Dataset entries
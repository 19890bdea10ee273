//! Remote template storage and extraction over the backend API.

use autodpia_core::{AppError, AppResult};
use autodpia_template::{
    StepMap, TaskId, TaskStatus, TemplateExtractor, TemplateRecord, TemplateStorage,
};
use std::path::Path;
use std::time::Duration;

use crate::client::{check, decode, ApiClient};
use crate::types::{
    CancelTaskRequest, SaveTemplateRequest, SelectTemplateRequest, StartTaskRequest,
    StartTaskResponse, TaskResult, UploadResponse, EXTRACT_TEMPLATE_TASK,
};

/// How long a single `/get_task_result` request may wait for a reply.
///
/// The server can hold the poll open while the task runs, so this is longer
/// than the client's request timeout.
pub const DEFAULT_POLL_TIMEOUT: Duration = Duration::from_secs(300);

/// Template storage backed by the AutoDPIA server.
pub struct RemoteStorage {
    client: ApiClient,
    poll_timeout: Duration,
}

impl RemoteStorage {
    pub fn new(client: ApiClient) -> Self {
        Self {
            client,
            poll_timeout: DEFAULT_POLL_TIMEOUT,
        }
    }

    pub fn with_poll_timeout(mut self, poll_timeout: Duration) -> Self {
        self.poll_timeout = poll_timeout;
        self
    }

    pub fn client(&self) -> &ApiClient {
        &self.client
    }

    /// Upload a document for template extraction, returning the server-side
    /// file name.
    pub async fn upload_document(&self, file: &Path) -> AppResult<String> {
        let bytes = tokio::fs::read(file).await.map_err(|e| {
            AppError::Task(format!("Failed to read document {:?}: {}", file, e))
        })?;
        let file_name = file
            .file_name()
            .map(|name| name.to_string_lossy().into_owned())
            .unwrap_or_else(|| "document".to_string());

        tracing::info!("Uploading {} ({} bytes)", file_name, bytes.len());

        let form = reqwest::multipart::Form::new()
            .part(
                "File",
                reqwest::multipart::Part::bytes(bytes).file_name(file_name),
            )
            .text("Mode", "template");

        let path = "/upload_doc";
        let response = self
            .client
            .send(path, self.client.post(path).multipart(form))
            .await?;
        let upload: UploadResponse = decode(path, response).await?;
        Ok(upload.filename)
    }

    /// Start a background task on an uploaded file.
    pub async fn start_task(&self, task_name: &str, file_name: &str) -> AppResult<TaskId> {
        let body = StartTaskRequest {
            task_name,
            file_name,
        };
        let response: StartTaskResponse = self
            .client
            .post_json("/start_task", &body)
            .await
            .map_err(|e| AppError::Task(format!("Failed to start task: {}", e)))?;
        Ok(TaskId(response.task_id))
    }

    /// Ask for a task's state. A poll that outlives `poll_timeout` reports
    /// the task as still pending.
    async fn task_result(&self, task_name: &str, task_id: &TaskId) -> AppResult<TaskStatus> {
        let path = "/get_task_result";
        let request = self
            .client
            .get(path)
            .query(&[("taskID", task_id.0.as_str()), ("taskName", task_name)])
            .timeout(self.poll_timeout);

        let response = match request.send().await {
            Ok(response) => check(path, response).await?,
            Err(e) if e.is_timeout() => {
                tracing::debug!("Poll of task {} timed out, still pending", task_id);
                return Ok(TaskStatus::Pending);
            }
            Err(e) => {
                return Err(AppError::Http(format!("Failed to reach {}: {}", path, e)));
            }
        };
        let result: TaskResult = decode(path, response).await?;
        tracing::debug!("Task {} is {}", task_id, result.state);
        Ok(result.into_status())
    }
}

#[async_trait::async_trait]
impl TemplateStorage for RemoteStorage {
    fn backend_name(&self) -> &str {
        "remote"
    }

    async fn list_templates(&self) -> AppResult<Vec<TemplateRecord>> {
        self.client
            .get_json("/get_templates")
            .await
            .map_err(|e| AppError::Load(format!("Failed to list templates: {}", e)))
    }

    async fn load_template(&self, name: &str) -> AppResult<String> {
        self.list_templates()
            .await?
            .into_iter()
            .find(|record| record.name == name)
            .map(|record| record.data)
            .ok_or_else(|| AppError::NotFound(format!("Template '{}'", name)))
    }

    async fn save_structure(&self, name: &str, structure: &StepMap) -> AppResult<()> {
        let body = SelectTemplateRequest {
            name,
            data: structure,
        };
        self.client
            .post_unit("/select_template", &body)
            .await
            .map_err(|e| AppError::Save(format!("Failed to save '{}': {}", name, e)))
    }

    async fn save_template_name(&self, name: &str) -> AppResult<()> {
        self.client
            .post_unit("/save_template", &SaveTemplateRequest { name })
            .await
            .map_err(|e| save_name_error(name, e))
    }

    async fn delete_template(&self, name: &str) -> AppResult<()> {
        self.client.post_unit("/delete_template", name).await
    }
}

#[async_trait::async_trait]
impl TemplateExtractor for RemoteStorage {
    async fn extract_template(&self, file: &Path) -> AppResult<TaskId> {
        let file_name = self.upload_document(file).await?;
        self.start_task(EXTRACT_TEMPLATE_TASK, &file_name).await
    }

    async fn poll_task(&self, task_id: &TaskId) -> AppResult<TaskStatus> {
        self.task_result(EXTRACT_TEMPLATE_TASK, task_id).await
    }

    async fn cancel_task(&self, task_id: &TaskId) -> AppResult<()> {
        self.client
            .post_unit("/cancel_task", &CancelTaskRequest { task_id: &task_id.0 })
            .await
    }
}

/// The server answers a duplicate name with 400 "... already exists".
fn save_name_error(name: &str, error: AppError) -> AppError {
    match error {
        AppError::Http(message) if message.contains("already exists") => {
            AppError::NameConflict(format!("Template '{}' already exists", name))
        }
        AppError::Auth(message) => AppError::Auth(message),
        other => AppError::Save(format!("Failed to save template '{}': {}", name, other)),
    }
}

▸ **Task**:
After the last line, print all the entries once again, unchanged.

▸ **Exercise result**:
repository 19890bdea10ee273
//! Remote template storage and extraction over the backend API.

use autodpia_core::{AppError, AppResult};
use autodpia_template::{
    StepMap, TaskId, TaskStatus, TemplateExtractor, TemplateRecord, TemplateStorage,
};
use std::path::Path;
use std::time::Duration;

use crate::client::{check, decode, ApiClient};
use crate::types::{
    CancelTaskRequest, SaveTemplateRequest, SelectTemplateRequest, StartTaskRequest,
    StartTaskResponse, TaskResult, UploadResponse, EXTRACT_TEMPLATE_TASK,
};

/// How long a single `/get_task_result` request may wait for a reply.
///
/// The server can hold the poll open while the task runs, so this is longer
/// than the client's request timeout.
pub const DEFAULT_POLL_TIMEOUT: Duration = Duration::from_secs(300);

/// Template storage backed by the AutoDPIA server.
pub struct RemoteStorage {
    client: ApiClient,
    poll_timeout: Duration,
}

impl RemoteStorage {
    pub fn new(client: ApiClient) -> Self {
        Self {
            client,
            poll_timeout: DEFAULT_POLL_TIMEOUT,
        }
    }

    pub fn with_poll_timeout(mut self, poll_timeout: Duration) -> Self {
        self.poll_timeout = poll_timeout;
        self
    }

    pub fn client(&self) -> &ApiClient {
        &self.client
    }

    /// Upload a document for template extraction, returning the server-side
    /// file name.
    pub async fn upload_document(&self, file: &Path) -> AppResult<String> {
        let bytes = tokio::fs::read(file).await.map_err(|e| {
            AppError::Task(format!("Failed to read document {:?}: {}", file, e))
        })?;
        let file_name = file
            .file_name()
            .map(|name| name.to_string_lossy().into_owned())
            .unwrap_or_else(|| "document".to_string());

        tracing::info!("Uploading {} ({} bytes)", file_name, bytes.len());

        let form = reqwest::multipart::Form::new()
            .part(
                "File",
                reqwest::multipart::Part::bytes(bytes).file_name(file_name),
            )
            .text("Mode", "template");

        let path = "/upload_doc";
        let response = self
            .client
            .send(path, self.client.post(path).multipart(form))
            .await?;
        let upload: UploadResponse = decode(path, response).await?;
        Ok(upload.filename)
    }

    /// Start a background task on an uploaded file.
    pub async fn start_task(&self, task_name: &str, file_name: &str) -> AppResult<TaskId> {
        let body = StartTaskRequest {
            task_name,
            file_name,
        };
        let response: StartTaskResponse = self
            .client
            .post_json("/start_task", &body)
            .await
            .map_err(|e| AppError::Task(format!("Failed to start task: {}", e)))?;
        Ok(TaskId(response.task_id))
    }

    /// Ask for a task's state. A poll that outlives `poll_timeout` reports
    /// the task as still pending.
    async fn task_result(&self, task_name: &str, task_id: &TaskId) -> AppResult<TaskStatus> {
        let path = "/get_task_result";
        let request = self
            .client
            .get(path)
            .query(&[("taskID", task_id.0.as_str()), ("taskName", task_name)])
            .timeout(self.poll_timeout);

        let response = match request.send().await {
            Ok(response) => check(path, response).await?,
            Err(e) if e.is_timeout() => {
                tracing::debug!("Poll of task {} timed out, still pending", task_id);
                return Ok(TaskStatus::Pending);
            }
            Err(e) => {
                return Err(AppError::Http(format!("Failed to reach {}: {}", path, e)));
            }
        };
        let result: TaskResult = decode(path, response).await?;
        tracing::debug!("Task {} is {}", task_id, result.state);
        Ok(result.into_status())
    }
}

#[async_trait::async_trait]
impl TemplateStorage for RemoteStorage {
    fn backend_name(&self) -> &str {
        "remote"
    }

    async fn list_templates(&self) -> AppResult<Vec<TemplateRecord>> {
        self.client
            .get_json("/get_templates")
            .await
            .map_err(|e| AppError::Load(format!("Failed to list templates: {}", e)))
    }

    async fn load_template(&self, name: &str) -> AppResult<String> {
        self.list_templates()
            .await?
            .into_iter()
            .find(|record| record.name == name)
            .map(|record| record.data)
            .ok_or_else(|| AppError::NotFound(format!("Template '{}'", name)))
    }

    async fn save_structure(&self, name: &str, structure: &StepMap) -> AppResult<()> {
        let body = SelectTemplateRequest {
            name,
            data: structure,
        };
        self.client
            .post_unit("/select_template", &body)
            .await
            .map_err(|e| AppError::Save(format!("Failed to save '{}': {}", name, e)))
    }

    async fn save_template_name(&self, name: &str) -> AppResult<()> {
        self.client
            .post_unit("/save_template", &SaveTemplateRequest { name })
            .await
            .map_err(|e| save_name_error(name, e))
    }

    async fn delete_template(&self, name: &str) -> AppResult<()> {
        self.client.post_unit("/delete_template", name).await
    }
}

#[async_trait::async_trait]
impl TemplateExtractor for RemoteStorage {
    async fn extract_template(&self, file: &Path) -> AppResult<TaskId> {
        let file_name = self.upload_document(file).await?;
        self.start_task(EXTRACT_TEMPLATE_TASK, &file_name).await
    }

    async fn poll_task(&self, task_id: &TaskId) -> AppResult<TaskStatus> {
        self.task_result(EXTRACT_TEMPLATE_TASK, task_id).await
    }

    async fn cancel_task(&self, task_id: &TaskId) -> AppResult<()> {
        self.client
            .post_unit("/cancel_task", &CancelTaskRequest { task_id: &task_id.0 })
            .await
    }
}

/// The server answers a duplicate name with 400 "... already exists".
fn save_name_error(name: &str, error: AppError) -> AppError {
    match error {
        AppError::Http(message) if message.contains("already exists") => {
            AppError::NameConflict(format!("Template '{}' already exists", name))
        }
        AppError::Auth(message) => AppError::Auth(message),
        other => AppError::Save(format!("Failed to save template '{}': {}", name, other)),
    }
}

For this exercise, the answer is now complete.